Minimal polynomial of $x=\sqrt{2}+i\sqrt{3}$

Question

I was asked to calculate the minimal polynomial of $x=\sqrt{2}+i\sqrt{3}$ over the fields \begin{align*} K_1 = \mathbb{Q}, \quad K_2 = \mathbb{Q}(\sqrt{2}), \quad K_3 = \mathbb{Q}(i\sqrt{3}), \quad L = \mathbb{Q}(\sqrt{2}+i\sqrt{3}) \end{align*}

I calculated $x^2,x^3,x^4$ and then concluded that $x$ is a root of $X^4+2X^2+25=:P$.

After that, I calculated the roots of $P$. $$X^4+2X^2+25 = (X+\sqrt{2}-i\sqrt{3})(X-\sqrt{2}+i\sqrt{3})(X+\sqrt{2}+i\sqrt{3})(X-\sqrt{2}-i\sqrt{3})$$

It's obvious that this polynomial is irreducible in $K_1$ and completely reducible in linear factors in $L$.

But isn't it also irreducible in $K_2, K_3$? I can't display the roots in $K_2,K_3$.

I'm mainly asking because this answer seems too easy for me and I think there might be a catch.

Answer 1

• The simplest case is $L$ since $x\in L$ therefore the minimal polynomial is just $P_L(x)=X-x$.

It's coefficients $(-x,1)$ are both elements of $L$.

• I continue with $K_1$ since you solved it, $P_1(X)=X^4+2X^2+25$.

It's coefficients $(25,0,2,0,1)$ are all rationals.

• For $K_2$ you have to proceed like you did for $\mathbb Q$ and get rid of $i\sqrt{3}$.

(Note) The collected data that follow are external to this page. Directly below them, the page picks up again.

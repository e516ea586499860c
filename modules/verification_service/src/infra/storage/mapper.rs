//! Entity to model mappers
//!
//! Explicit field-by-field conversions. The surrogate `id` column stops
//! here; an unrecognized status string is a mapping error.

use super::entity;
use crate::contract::{Verification, VerificationFile, VerificationStatus};

impl TryFrom<entity::Model> for Verification {
    type Error = anyhow::Error;

    fn try_from(entity: entity::Model) -> Result<Self, Self::Error> {
        let status = VerificationStatus::parse(&entity.status).ok_or_else(|| {
            anyhow::anyhow!(
                "unknown status '{}' on verification request {}",
                entity.status,
                entity.request_id
            )
        })?;

        Ok(Self {
            request_id: entity.request_id,
            applicant: entity.applicant,
            category: entity.category,
            submitted_date: entity.submitted_date,
            status,
            contact_info: entity.contact_info,
            address: entity.address,
        })
    }
}

impl From<entity::file::Model> for VerificationFile {
    fn from(entity: entity::file::Model) -> Self {
        Self {
            file_id: entity.file_id,
            document_type: entity.document_type,
            file_link: entity.file_link,
            submitted_date: entity.submitted_date,
            rejection_reason: entity.rejection_reason,
            comment: entity.comment,
        }
    }
}
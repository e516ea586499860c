//! Configuration for the POA request service

use serde::Deserialize;

/// POA service configuration
#[derive(Debug, Clone, Deserialize)]
#[serde(deny_unknown_fields)]
pub struct Config {
    /// Marker value stored in `assigned_agent` until an agent is assigned
    #[serde(default = "default_assigned_agent")]
    pub default_assigned_agent: String,
}

impl Default for Config {
    fn default() -> Self {
        Self {
            default_assigned_agent: default_assigned_agent(),
        }
    }
}

fn default_assigned_agent() -> String {
    "Unassigned".to_string()
}
//! Repository trait for data access
//!
//! Implementations are in infra/storage/repositories.rs

use crate::contract::{NewPoaRequest, PoaFile, PoaRequest, PoaRequestSummary, RequestFilter};
use anyhow::Result;
use async_trait::async_trait;

/// Repository for POA requests and their attached files
#[async_trait]
pub trait PoaRequestRepository: Send + Sync {
    /// List requests matching a normalized filter, in the requested order
    async fn list(&self, filter: &RequestFilter) -> Result<Vec<PoaRequestSummary>>;

    /// Find a request by its identifier
    async fn find_by_id(&self, request_id: &str) -> Result<Option<PoaRequest>>;

    /// List the files attached to a request, in store order
    async fn list_files(&self, request_id: &str) -> Result<Vec<PoaFile>>;

    /// Insert a new request. Must fail on a duplicate `request_id`,
    /// never overwrite.
    async fn insert(&self, request: &PoaRequest) -> Result<()>;

    /// Replace the mutable fields of a request; returns whether a row matched
    async fn update(&self, request_id: &str, fields: &NewPoaRequest) -> Result<bool>;

    /// Delete a request and its files in one atomic unit, files first;
    /// returns whether the parent existed
    async fn delete(&self, request_id: &str) -> Result<bool>;
}
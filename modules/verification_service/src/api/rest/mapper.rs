//! Mapper implementations for converting between DTOs and contract models

use super::dto::*;
use crate::contract::{self, VerificationError, VerificationStatus};

impl From<contract::Verification> for VerificationSummaryDto {
    fn from(verification: contract::Verification) -> Self {
        Self {
            request_id: verification.request_id,
            applicant: verification.applicant,
            category: verification.category,
            submitted_date: verification.submitted_date,
            status: verification.status.to_string(),
            contact_info: verification.contact_info,
            address: verification.address,
        }
    }
}

impl From<contract::VerificationFile> for VerificationFileDto {
    fn from(file: contract::VerificationFile) -> Self {
        Self {
            file_id: file.file_id,
            document_type: file.document_type,
            file_link: file.file_link,
            submitted_date: file.submitted_date,
            rejection_reason: file.rejection_reason,
            comment: file.comment,
        }
    }
}

impl From<contract::VerificationDetails> for VerificationDetailsDto {
    fn from(details: contract::VerificationDetails) -> Self {
        let verification = details.verification;
        Self {
            request_id: verification.request_id,
            applicant: verification.applicant,
            category: verification.category,
            submitted_date: verification.submitted_date,
            status: verification.status.to_string(),
            contact_info: verification.contact_info,
            address: verification.address,
            files: details.files.into_iter().map(Into::into).collect(),
        }
    }
}

impl TryFrom<VerificationUpdateDto> for contract::VerificationUpdate {
    type Error = VerificationError;

    fn try_from(dto: VerificationUpdateDto) -> Result<Self, Self::Error> {
        let status = VerificationStatus::parse(&dto.status).ok_or_else(|| {
            VerificationError::Validation {
                message: format!("unknown status '{}'", dto.status),
            }
        })?;

        Ok(Self {
            status,
            category: dto.category,
            applicant: dto.applicant,
            contact_info: dto.contact_info,
            address: dto.address,
        })
    }
}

Notice $(x-\sqrt{2})^2=(i\sqrt{3})^2=-3\in K_2$

Therefore $x$ is root of $P_2(X)=(X-\sqrt{2})^2+3=X^2-2\sqrt{2}X+5$

It's coefficients $(5,-2\sqrt{2},1)$ are all elements of $K_2$.

• For $K_3$ it is similar, get rid of $\sqrt{2}$

$(x-i\sqrt{3})^2=(\sqrt{2})^2=2\in K_3$

Therefore $x$ is root of $P_3(X)=(X-i\sqrt{3})^2-2=X^2-2i\sqrt{3}X-5$

It's coefficients $(-5,-2i\sqrt{3},1)$ are all elements of $K_3$.

Note: $P_2$ and $P_3$ are minimal because of the degree, there is no polynomial of degree $1$ simply because $\sqrt{2}\notin K_3$ and $i\sqrt{3}\notin K_2$